Voice, hooks, posting cadence, and what makes a post earn AI citations.

Last updated May 12, 2026

Why LinkedIn specifically

LinkedIn posts and their comment threads are increasingly cited by AI engines when answering B2B prompts. A well-crafted LinkedIn post does two jobs: it reaches your network organically, and it contributes a quotable text snippet that AI engines can cite back.

Anatomy of a generated post

  1. Hook (line 1). Specific, claim-first, not a question. "We tripled trial conversions by changing one button" beats "Did you know about CRO?"
  2. Setup (lines 2–4). Concrete situation. Numbers, dates, named tools where appropriate.
  3. Insight or framework. 3–5 numbered points or a tight 50-word reflection.
  4. Concrete example. What happened, what you learned.
  5. Soft CTA. Optional. "Open to thoughts" beats "Sign up here."

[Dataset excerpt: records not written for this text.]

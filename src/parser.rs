//! Line grammar for `.env` files.
//!
//! Every line is one of: blank, a `#` comment, an assignment
//! (`KEY = value`, `KEY='value'`, `KEY="value"`), or a `source`/`.`
//! directive. Anything else is skipped without an error.

use tracing::debug;

use crate::line_splitter::split_lines;
use crate::ParsedFile;

/// One recognized line.
#[derive(Debug, Clone, Copy, PartialEq, Eq)]
pub enum Line<'a> {
    /// `KEY=value`. The value is raw: quotes stripped, escapes and `${...}`
    /// references left as written.
    Assignment { key: &'a str, value: &'a str },

    /// `source FILE` or `. FILE`. Recognized but never executed.
    Directive { keyword: &'a str, argument: &'a str },
}

#[inline]
fn skip_ws(src: &str, index: usize) -> usize {
    let Some(slice) = src.get(index..) else {
        return src.len();
    };
    let Some(pos) = slice.find(|ch: char| !ch.is_whitespace()) else {
        return src.len();
    };
    pos + index
}

#[inline]
fn is_key_char(ch: char) -> bool {
    ch != '#' && ch != '=' && !ch.is_whitespace()
}

#[inline]
fn find_key_end(src: &str, index: usize) -> usize {
    let Some(slice) = src.get(index..) else {
        return src.len();
    };
    let Some(pos) = slice.find(|ch: char| !is_key_char(ch)) else {
        return src.len();
    };
    pos + index
}

#[inline]
fn char_at(src: &str, index: usize) -> Option<char> {
    src.get(index..)?.chars().next()
}

/// Index of the first `#` that isn't preceded by a backslash, or the end of
/// `src`.
fn find_comment(src: &str, index: usize) -> usize {
    let mut iter = src[index..].char_indices();
    while let Some((pos, ch)) = iter.next() {
        match ch {
            '\\' => {
                iter.next();
            }
            '#' => return index + pos,
            _ => {}
        }
    }
    src.len()
}

/// Returns the content between `quote` at `index` and its matching closing
/// quote, or `None` if the literal is never closed on this line.
fn quoted_value(src: &str, index: usize, quote: char) -> Option<&str> {
    let start = index + quote.len_utf8();
    let mut iter = src[start..].char_indices().peekable();

    while let Some((pos, ch)) = iter.next() {
        if ch == quote {
            return Some(&src[start..start + pos]);
        }

        if ch == '\\' && iter.peek().map(|&(_, next)| next) == Some(quote) {
            iter.next();
        }
    }

    None
}

fn parse_value(src: &str, index: usize) -> Option<&str> {
    match char_at(src, index) {
        None | Some('#') => Some(""),
        Some(quote @ ('"' | '\'')) => quoted_value(src, index, quote),
        Some(_) => Some(src[index..find_comment(src, index)].trim_end()),
    }
}

fn parse_directive<'a>(src: &'a str, keyword: &'a str, key_end: usize) -> Option<Line<'a>> {
    if keyword != "." && keyword != "source" {
        return None;
    }

    if !char_at(src, key_end)?.is_whitespace() {
        return None;
    }

    let index = skip_ws(src, key_end);
    let end = src[index..].find('#').map_or(src.len(), |pos| index + pos);
    let argument = src[index..end].trim_end();

    Some(Line::Directive { keyword, argument })
}

/// Parses a single line (without its line terminator).
///
/// Returns `None` for blank lines, comments and lines that match no rule.
pub fn parse_line(line: &str) -> Option<Line<'_>> {
    let index = skip_ws(line, 0);

    let ch = char_at(line, index)?;
    if ch == '#' {
        return None;
    }

    let key_end = find_key_end(line, index);
    if key_end == index {
        return None;
    }
    let key = &line[index..key_end];

    let eq_index = skip_ws(line, key_end);
    if char_at(line, eq_index) != Some('=') {
        return parse_directive(line, key, key_end);
    }

    let value = parse_value(line, skip_ws(line, eq_index + 1))?;

    Some(Line::Assignment { key, value })
}

/// Parses `.env` text into an ordered mapping of raw values.
pub fn parse_str(src: &str) -> ParsedFile {
    let mut parsed = ParsedFile::new();

    for (lineno, line) in split_lines(src) {
        match parse_line(line) {
            Some(Line::Assignment { key, value }) => {
                if parsed.insert(key, value).is_some() {
                    debug!(lineno, key, "key assigned again, later value wins");
                }
            }
            Some(Line::Directive { keyword, argument }) => {
                debug!(lineno, keyword, argument, "directive is not executed");
            }
            None => {
                let trimmed = line.trim_start();
                if !trimmed.is_empty() && !trimmed.starts_with('#') {
                    debug!(lineno, line, "skipping unrecognized line");
                }
            }
        }
    }

    parsed
}

/// Like [`parse_str`], decoding invalid UTF-8 lossily.
#[inline]
pub fn parse_bytes(src: &[u8]) -> ParsedFile {
    parse_str(&String::from_utf8_lossy(src))
}

#[cfg(test)]
mod tests {
    use super::{find_comment, quoted_value};

    #[test]
    fn escaped_hash_is_not_a_comment() {
        let src = r"a\#b # c";
        assert_eq!(find_comment(src, 0), 5);
    }

    #[test]
    fn escaped_quote_stays_inside_literal() {
        let src = r#""a\"b" tail"#;
        assert_eq!(quoted_value(src, 0, '"'), Some(r#"a\"b"#));
    }

    #[test]
    fn other_quote_needs_no_escape() {
        assert_eq!(quoted_value(r#"'say "hi"'"#, 0, '\''), Some(r#"say "hi""#));
    }

    #[test]
    fn unterminated_literal() {
        assert_eq!(quoted_value("\"abc", 0, '"'), None);
    }
}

Generated posts default to 200–300 words. We rarely produce posts longer than 350 — engagement drops sharply past that on the LinkedIn feed.

Voice profile

LinkedIn posts pull from a dedicated voice profile (separate from your article voice — they're not the same register). Set it at Settings → Voice → Social:

  • Tone: confident / curious / reflective / blunt — combinable.
  • Use of first person: required / optional / avoid.
  • Story style: vignette / framework / counterintuitive observation.
  • Emoji: never / sparingly / freely.

Most B2B brands sit at "confident + reflective + first-person + vignette + sparingly."

Hooks the engine produces

The engine maintains a rotating set of hook patterns. A small sample:

  • The counterintuitive number. "We deleted 40% of our content. Traffic went up."
  • The named opponent. "Most CRO advice gets one thing wrong."
  • The personal cost. "I spent six months building the wrong thing."
  • The frame shift. "Onboarding isn't a step. It's the product."

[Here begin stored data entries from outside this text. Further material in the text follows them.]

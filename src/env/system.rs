use std::{borrow::Cow, ffi::OsStr, sync::Mutex};

use tracing::warn;

use super::{is_settable, Env, GetEnv};

/// `std::env::set_var` is not thread safe. This mutex only serializes access
/// made through [`SystemEnv`]; other code touching the environment directly
/// is not covered.
static MUTEX: Mutex<()> = Mutex::new(());

/// The process environment.
#[derive(Debug, Default, Clone, Copy)]
pub struct SystemEnv();

pub const SYSTEM_ENV: SystemEnv = SystemEnv();

impl SystemEnv {
    #[inline]
    pub fn new() -> Self {
        Self()
    }
}

impl GetEnv for SystemEnv {
    fn get<'a>(&'a self, key: &OsStr) -> Option<Cow<'a, OsStr>> {
        if !is_settable(key, OsStr::new("")) {
            return None;
        }

        let _lock = MUTEX.lock();
        std::env::var_os(key).map(Cow::from)
    }
}

impl Env for SystemEnv {
    fn set(&mut self, key: &OsStr, value: &OsStr) {
        // set_var panics on these instead of returning an error
        if !is_settable(key, value) {
            warn!(?key, ?value, "not a valid environment variable, ignored");
            return;
        }

        let _lock = MUTEX.lock();
        std::env::set_var(key, value);
    }
}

The engine picks the hook that fits the source material rather than rotating mechanically.

Posting cadence

Best results for most B2B brands cluster around 3–4 posts per week. The platform won't post for you — see Content scheduling for how to queue them in your calendar.

The cadence that works for thought-leader founders (1 post per day) is different from a corporate page (3 per week). The engine matches your stated cadence in Settings → Voice → Cadence.

From article to posts

Every long-form article can spawn 3–5 LinkedIn posts via Content → [article] → Generate posts. The engine pulls the 3–5 highest-citation-density passages and rewrites each as a standalone post that links back. This is the highest-ROI workflow on the platform.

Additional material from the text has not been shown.